## Your task:
Write out each record below, word for word.

## Records supplied:
= = =

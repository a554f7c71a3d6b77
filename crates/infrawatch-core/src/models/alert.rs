//! 알림 모델.
//!
//! 백엔드 알림은 화면용 `{kind, title, message}` 형태로 단방향 변환된다.

use serde::{Deserialize, Serialize};
use std::fmt;

/// 백엔드 활성/이력 알림
#[derive(Debug, Clone, Default, PartialEq, Serialize, Deserialize)]
pub struct Alert {
    #[serde(alias = "_id", default)]
    pub id: String,
    /// critical, error, warning, info ...
    #[serde(default)]
    pub severity: String,
    #[serde(default)]
    pub alertname: Option<String>,
    #[serde(default)]
    pub summary: Option<String>,
    #[serde(default)]
    pub description: Option<String>,
    #[serde(default)]
    pub server_name: Option<String>,
    /// Prometheus 라벨 (server_name이 없을 때)
    #[serde(default)]
    pub instance: Option<String>,
    /// 짧은 코드 (Prod, Dev ...)
    #[serde(default)]
    pub environment: String,
    #[serde(rename = "startsAt", alias = "starts_at", default)]
    pub starts_at: Option<String>,
}

/// 화면 표시용 알림 유형
#[derive(Debug, Clone, Copy, PartialEq, Eq, Hash, Serialize, Deserialize)]
#[serde(rename_all = "lowercase")]
pub enum AlertKind {
    Error,
    Warning,
    Info,
}

impl AlertKind {
    /// 심각도 → 유형 (critical/error→Error, warning→Warning, 그 외 Info)
    pub fn from_severity(severity: &str) -> Self {
        match severity.trim().to_ascii_lowercase().as_str() {
            "critical" | "error" => AlertKind::Error,
            "warning" => AlertKind::Warning,
            _ => AlertKind::Info,
        }
    }

    pub fn parse(value: &str) -> Option<Self> {
        match value.trim().to_ascii_lowercase().as_str() {
            "error" => Some(AlertKind::Error),
            "warning" => Some(AlertKind::Warning),
            "info" => Some(AlertKind::Info),
            _ => None,
        }
    }
}

impl fmt::Display for AlertKind {
    fn fmt(&self, f: &mut fmt::Formatter<'_>) -> fmt::Result {
        let s = match self {
            AlertKind::Error => "error",
            AlertKind::Warning => "warning",
            AlertKind::Info => "info",
        };
        f.write_str(s)
    }
}

/// 화면 표시용 알림
#[derive(Debug, Clone, PartialEq, Serialize, Deserialize)]
pub struct DisplayAlert {
    pub id: String,
    pub kind: AlertKind,
    pub title: String,
    pub message: String,
    pub server: Option<String>,
    pub environment: String,
    pub starts_at: Option<String>,
}

impl From<&Alert> for DisplayAlert {
    fn from(alert: &Alert) -> Self {
        let server = alert
            .server_name
            .clone()
            .or_else(|| alert.instance.clone());
        let title = alert
            .alertname
            .clone()
            .or_else(|| alert.summary.clone())
            .unwrap_or_else(|| "Unknown Alert".to_string());
        let message = alert
            .summary
            .clone()
            .or_else(|| alert.description.clone())
            .unwrap_or_else(|| {
                format!(
                    "Alert on {} (Env: {})",
                    server.as_deref().unwrap_or("unknown"),
                    alert.environment
                )
            });

        Self {
            id: alert.id.clone(),
            kind: AlertKind::from_severity(&alert.severity),
            title,
            message,
            server,
            environment: alert.environment.clone(),
            starts_at: alert.starts_at.clone(),
        }
    }
}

= = =

## Exercise answer:
repository a554f7c71a3d6b77
filename crates/infrawatch-core/src/models/alert.rs
//! 알림 모델.
//!
//! 백엔드 알림은 화면용 `{kind, title, message}` 형태로 단방향 변환된다.

use serde::{Deserialize, Serialize};
use std::fmt;

/// 백엔드 활성/이력 알림
#[derive(Debug, Clone, Default, PartialEq, Serialize, Deserialize)]
pub struct Alert {
    #[serde(alias = "_id", default)]
    pub id: String,
    /// critical, error, warning, info ...
    #[serde(default)]
    pub severity: String,
    #[serde(default)]
    pub alertname: Option<String>,
    #[serde(default)]
    pub summary: Option<String>,
    #[serde(default)]
    pub description: Option<String>,
    #[serde(default)]
    pub server_name: Option<String>,
    /// Prometheus 라벨 (server_name이 없을 때)
    #[serde(default)]
    pub instance: Option<String>,
    /// 짧은 코드 (Prod, Dev ...)
    #[serde(default)]
    pub environment: String,
    #[serde(rename = "startsAt", alias = "starts_at", default)]
    pub starts_at: Option<String>,
}

/// 화면 표시용 알림 유형
#[derive(Debug, Clone, Copy, PartialEq, Eq, Hash, Serialize, Deserialize)]
#[serde(rename_all = "lowercase")]
pub enum AlertKind {
    Error,
    Warning,
    Info,
}

impl AlertKind {
    /// 심각도 → 유형 (critical/error→Error, warning→Warning, 그 외 Info)
    pub fn from_severity(severity: &str) -> Self {
        match severity.trim().to_ascii_lowercase().as_str() {
            "critical" | "error" => AlertKind::Error,
            "warning" => AlertKind::Warning,
            _ => AlertKind::Info,
        }
    }

    pub fn parse(value: &str) -> Option<Self> {
        match value.trim().to_ascii_lowercase().as_str() {
            "error" => Some(AlertKind::Error),
            "warning" => Some(AlertKind::Warning),
            "info" => Some(AlertKind::Info),
            _ => None,
        }
    }
}

impl fmt::Display for AlertKind {
    fn fmt(&self, f: &mut fmt::Formatter<'_>) -> fmt::Result {
        let s = match self {
            AlertKind::Error => "error",
            AlertKind::Warning => "warning",
            AlertKind::Info => "info",
        };
        f.write_str(s)
    }
}

/// 화면 표시용 알림
#[derive(Debug, Clone, PartialEq, Serialize, Deserialize)]
pub struct DisplayAlert {
    pub id: String,
    pub kind: AlertKind,
    pub title: String,
    pub message: String,
    pub server: Option<String>,
    pub environment: String,
    pub starts_at: Option<String>,
}

impl From<&Alert> for DisplayAlert {
    fn from(alert: &Alert) -> Self {
        let server = alert
            .server_name
            .clone()
            .or_else(|| alert.instance.clone());
        let title = alert
            .alertname
            .clone()
            .or_else(|| alert.summary.clone())
            .unwrap_or_else(|| "Unknown Alert".to_string());
        let message = alert
            .summary
            .clone()
            .or_else(|| alert.description.clone())
            .unwrap_or_else(|| {
                format!(
                    "Alert on {} (Env: {})",
                    server.as_deref().unwrap_or("unknown"),
                    alert.environment
                )
            });

        Self {
            id: alert.id.clone(),
            kind: AlertKind::from_severity(&alert.severity),
            title,
            message,
            server,
            environment: alert.environment.clone(),
            starts_at: alert.starts_at.clone(),
        }
    }
}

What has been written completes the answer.